Si se analiza bien el asunto, con líneas coordenadas específicas de las genealogías, esto incumbe también a los hijos protegidos por el apellido, que ocupan altos cargos por el solo tenerlo, aunque sus resultados como gobernantes sea mediocres, en esa historia edulcorada en donde el legado, herencia, prosapia, linaje, valen más que la inteligencia real de gobernar en dominio de su propio apellido, que no es el de Juan Pueblo, que siempre se tira a la basura a la hora de proponer candidatos. Todo este fascinante, o siniestro destino de nuestra patria, se percibe en los gobernantes que han sido electos, impuestos o alquilados, pero se cubre con velo sutil de ignorar este fenómeno, convertido en tradición, aunque nuestra Carta Magna, imposible llamarla a esta fecha Constitución, no muestre ningún impedimento para constreñir este tipo de nombramientos para con los ciudadanos, lo cual limitaría sus propios derechos.
En un caso emblemático, el de don Bernardo Soto Alfaro sucediendo a su suegro don Próspero Fernández, se hizo una pequeña discusión.
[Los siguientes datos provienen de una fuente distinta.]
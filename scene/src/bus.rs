//! Synchronous publish/subscribe hub.
//!
//! DESIGN
//! ======
//! The bus is owned by the scene controller and handed the mutable context
//! (`C`) at dispatch time, so handlers mutate shared state without holding
//! references to each other. Delivery is single threaded and ordered:
//! events are processed FIFO, and each event reaches its subscribers in
//! registration order. Events emitted from inside a handler go through an
//! [`Outbox`] and are delivered after the current event completes, which
//! keeps dispatch free of re-entrancy.
//!
//! A failing handler is logged and counted; the remaining subscribers still
//! receive the event.

#[cfg(test)]
#[path = "bus_test.rs"]
mod bus_test;

use std::collections::VecDeque;

use crate::error::SceneError;

/// Topic that receives every event.
pub const ANY_TOPIC: &str = "*";

/// Events routable by the bus.
pub trait Topic {
    fn topic(&self) -> &str;
}

impl Topic for wire::Message {
    fn topic(&self) -> &str {
        self.kind()
    }
}

/// Handle returned by [`EventBus::on`], used to unsubscribe.
#[derive(Debug, Clone, Copy, PartialEq, Eq, Hash)]
pub struct SubscriptionId(u64);

/// Events queued by a handler for delivery after the current event.
pub struct Outbox<E> {
    events: Vec<E>,
}

impl<E> Outbox<E> {
    fn new() -> Self {
        Self { events: Vec::new() }
    }

    pub fn emit(&mut self, event: E) {
        self.events.push(event);
    }
}

type Handler<C, E> = Box<dyn FnMut(&mut C, &E, &mut Outbox<E>) -> Result<(), SceneError>>;

struct Subscription<C, E> {
    id: SubscriptionId,
    topic: String,
    handler: Handler<C, E>,
}

/// Counters for one [`EventBus::dispatch`] call.
#[derive(Debug, Clone, Copy, Default, PartialEq, Eq)]
pub struct DispatchReport {
    /// Events taken off the queue, including ones emitted by handlers.
    pub events: usize,
    /// Handler invocations.
    pub deliveries: usize,
    /// Handler invocations that returned an error.
    pub failures: usize,
}

pub struct EventBus<C, E> {
    subscriptions: Vec<Subscription<C, E>>,
    queue: VecDeque<E>,
    next_id: u64,
}

impl<C, E: Topic> EventBus<C, E> {
    #[must_use]
    pub fn new() -> Self {
        Self { subscriptions: Vec::new(), queue: VecDeque::new(), next_id: 0 }
    }

    /// Subscribe `handler` to `topic` (or [`ANY_TOPIC`]).
    pub fn on<F>(&mut self, topic: impl Into<String>, handler: F) -> SubscriptionId
    where
        F: FnMut(&mut C, &E, &mut Outbox<E>) -> Result<(), SceneError> + 'static,
    {
        self.next_id += 1;
        let id = SubscriptionId(self.next_id);
        self.subscriptions.push(Subscription { id, topic: topic.into(), handler: Box::new(handler) });
        id
    }

    /// Remove a subscription. Returns false if it was already gone.
    pub fn off(&mut self, id: SubscriptionId) -> bool {
        let before = self.subscriptions.len();
        self.subscriptions.retain(|s| s.id != id);
        self.subscriptions.len() != before
    }

    /// Queue an event for the next [`dispatch`](Self::dispatch).
    pub fn emit(&mut self, event: E) {
        self.queue.push_back(event);
    }

    /// Deliver queued events until the queue is empty.
    pub fn dispatch(&mut self, ctx: &mut C) -> DispatchReport {
        let mut report = DispatchReport::default();
        while let Some(event) = self.queue.pop_front() {
            report.events += 1;
            let mut outbox = Outbox::new();
            for sub in &mut self.subscriptions {
                if sub.topic != event.topic() && sub.topic != ANY_TOPIC {
                    continue;
                }
                report.deliveries += 1;
                if let Err(error) = (sub.handler)(ctx, &event, &mut outbox) {
                    report.failures += 1;
                    tracing::warn!(topic = event.topic(), subscription = sub.id.0, %error, "event handler failed");
                }
            }
            self.queue.extend(outbox.events);
        }
        report
    }

    /// Number of subscriptions that would receive an event on `topic`.
    #[must_use]
    pub fn subscriber_count(&self, topic: &str) -> usize {
        self.subscriptions
            .iter()
            .filter(|s| s.topic == topic || s.topic == ANY_TOPIC)
            .count()
    }

    /// Events emitted but not yet dispatched.
    #[must_use]
    pub fn pending(&self) -> usize {
        self.queue.len()
    }
}

impl<C, E: Topic> Default for EventBus<C, E> {
    fn default() -> Self {
        Self::new()
    }
}
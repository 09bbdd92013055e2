//! Queue placement events.
//!
//! A match is keyed by placement id. A fulfilled placement walks the match
//! to its queue and then into the hosting instance, where it disappears and
//! its players are handed off. Any placement without player sessions is a
//! failure: the match breaks up and its players go back to matchmaking.

#[cfg(test)]
#[path = "placement_test.rs"]
mod placement_test;

use wire::{PlacedPlayerSession, PlacementEventType, QueuePlacementEvent, QueuePlacementEventDetail};

use crate::consts::OFFSCREEN_FALLBACK;
use crate::matches::MatchState;
use crate::motion::{Animatable, Arrival, ContainerRef, Destination};
use crate::reconcile::HasBounds;
use crate::render::NodeId;
use crate::state::SceneState;

pub fn handle(scene: &mut SceneState, event: &QueuePlacementEvent) {
    let detail = &event.detail;
    match &detail.placed_player_sessions {
        None => failed(scene, detail),
        Some(sessions) if detail.event_type == PlacementEventType::PlacementFulfilled => {
            fulfilled(scene, event.queue(), detail, sessions);
        }
        Some(_) => tracing::trace!(event = ?detail.event_type, "placement event ignored"),
    }
}

fn failed(scene: &mut SceneState, detail: &QueuePlacementEventDetail) {
    let match_id = detail.placement_id.as_str();
    let Some(origin) = scene.matches.get(match_id).map(|m| m.origin_config.clone()) else {
        tracing::debug!(%match_id, event = ?detail.event_type, "placement failed for unknown match");
        return;
    };
    let members = scene.break_up_match(match_id);
    tracing::info!(%match_id, event = ?detail.event_type, players = members.len(), "placement failed");

    let origin = origin.filter(|config| scene.configs.get_by_name_or_arn(config).is_some());
    for player_id in &members {
        match &origin {
            Some(config) => {
                scene.add_destination(
                    &NodeId::Player(player_id.clone()),
                    Destination::container(ContainerRef::Config(config.clone())),
                );
            }
            None => {
                scene.reset_player(player_id);
            }
        }
    }
}

fn fulfilled(
    scene: &mut SceneState,
    queue: Option<&str>,
    detail: &QueuePlacementEventDetail,
    sessions: &[PlacedPlayerSession],
) {
    let Some(ident) = queue else {
        tracing::debug!("placement event without a queue");
        return;
    };
    let Some((queue_name, queue_center)) =
        scene.queues.get_by_name_or_arn(ident).map(|q| (q.name().to_owned(), q.bounds().center()))
    else {
        tracing::debug!(queue = %ident, "placement for unknown queue");
        return;
    };

    let match_id = detail.placement_id.as_str();
    if !scene.matches.contains(match_id) {
        scene.create_match(match_id, queue_center, sessions.len(), None);
        for session in sessions {
            scene.ensure_player(&session.player_id);
            scene.halt(&NodeId::Player(session.player_id.clone()));
            scene.join_match(&session.player_id, match_id);
        }
    }

    let Some(m) = scene.matches.get_mut(match_id) else {
        return;
    };
    if m.motion().is_animating() || m.motion().queued() > 0 {
        tracing::debug!(%match_id, "match already on its way");
        return;
    }
    m.state = MatchState::Placing;

    let host = detail
        .ip_address
        .as_deref()
        .and_then(|ip| scene.fleets.find_instance_by_ip(ip))
        .map(|i| i.record.instance_id.clone());
    let last = match host {
        Some(instance_id) => Destination::container(ContainerRef::Instance(instance_id)),
        None => {
            tracing::debug!(%match_id, ip = ?detail.ip_address, "no hosting instance; leaving off screen");
            Destination::point(OFFSCREEN_FALLBACK)
        }
    };

    let node = NodeId::Match(match_id.to_owned());
    scene.add_destination(&node, Destination::container(ContainerRef::Queue(queue_name)));
    scene.add_destination(&node, last.disappearing().on_arrive(Arrival::HandOff));
    tracing::info!(%match_id, "placement fulfilled");
}

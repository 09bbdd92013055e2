#![allow(clippy::float_cmp)]

use super::*;

#[test]
fn rect_center() {
    let r = Rect::new(10.0, 20.0, 100.0, 40.0);
    assert_eq!(r.center(), Point::new(60.0, 40.0));
}

#[test]
fn rect_around_is_centered() {
    let r = Rect::around(Point::new(5.0, 5.0), 10.0);
    assert_eq!(r, Rect::new(0.0, 0.0, 10.0, 10.0));
    assert_eq!(r.center(), Point::new(5.0, 5.0));
}

#[test]
fn rect_contains_edges() {
    let r = Rect::new(0.0, 0.0, 10.0, 10.0);
    assert!(r.contains(Point::new(0.0, 0.0)));
    assert!(r.contains(Point::new(10.0, 10.0)));
    assert!(!r.contains(Point::new(10.1, 5.0)));
}

#[test]
fn rect_inset_never_negative() {
    let r = Rect::new(0.0, 0.0, 10.0, 10.0).inset(30.0, 8.0);
    assert_eq!(r.width, 0.0);
    assert_eq!(r.height, 0.0);
}

#[test]
fn lerp_clamps() {
    let a = Point::new(0.0, 0.0);
    let b = Point::new(10.0, -10.0);
    assert_eq!(a.lerp(b, 0.5), Point::new(5.0, -5.0));
    assert_eq!(a.lerp(b, 2.0), b);
    assert_eq!(a.lerp(b, -1.0), a);
}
Pero la presencia de hermanos ha sido una constante en nuestro sistema, así como la de el nuevo concepto de primeras damas, a las cuales hemos visto haciendo zaperocos en los pasillos gubernamentales, creyendo que fueron “electas” junto a sus maridos y exigen
oficina y hasta presupuesto y personal para “ejercer” el cargo, que simplemente no existe.
He aquí la historia en su línea recta, sin citar nombres y apellidos, pues son parte de esa historia que todos conocemos pero preferimos ignorar. Nunca hasta la fecha, un hermanísimo ha sido tan indiscreto en
manifestar que quiere ser Presidente de la República y menos poner fecha para su candidatura. Este es un hecho nuevo en nuestra trayectoria institucional y marcaría el punto de arranque a un posible desastre político. Se abstendría de hablar, tan arrogantemente, con solo consultar los índices de su aceptación y popularidad entre los costarricenses. O consultar la lista de hermanísimos que le anteceden, en el tinglado de lo que Samuel Stone llamó: la dinastía de los conquistadores.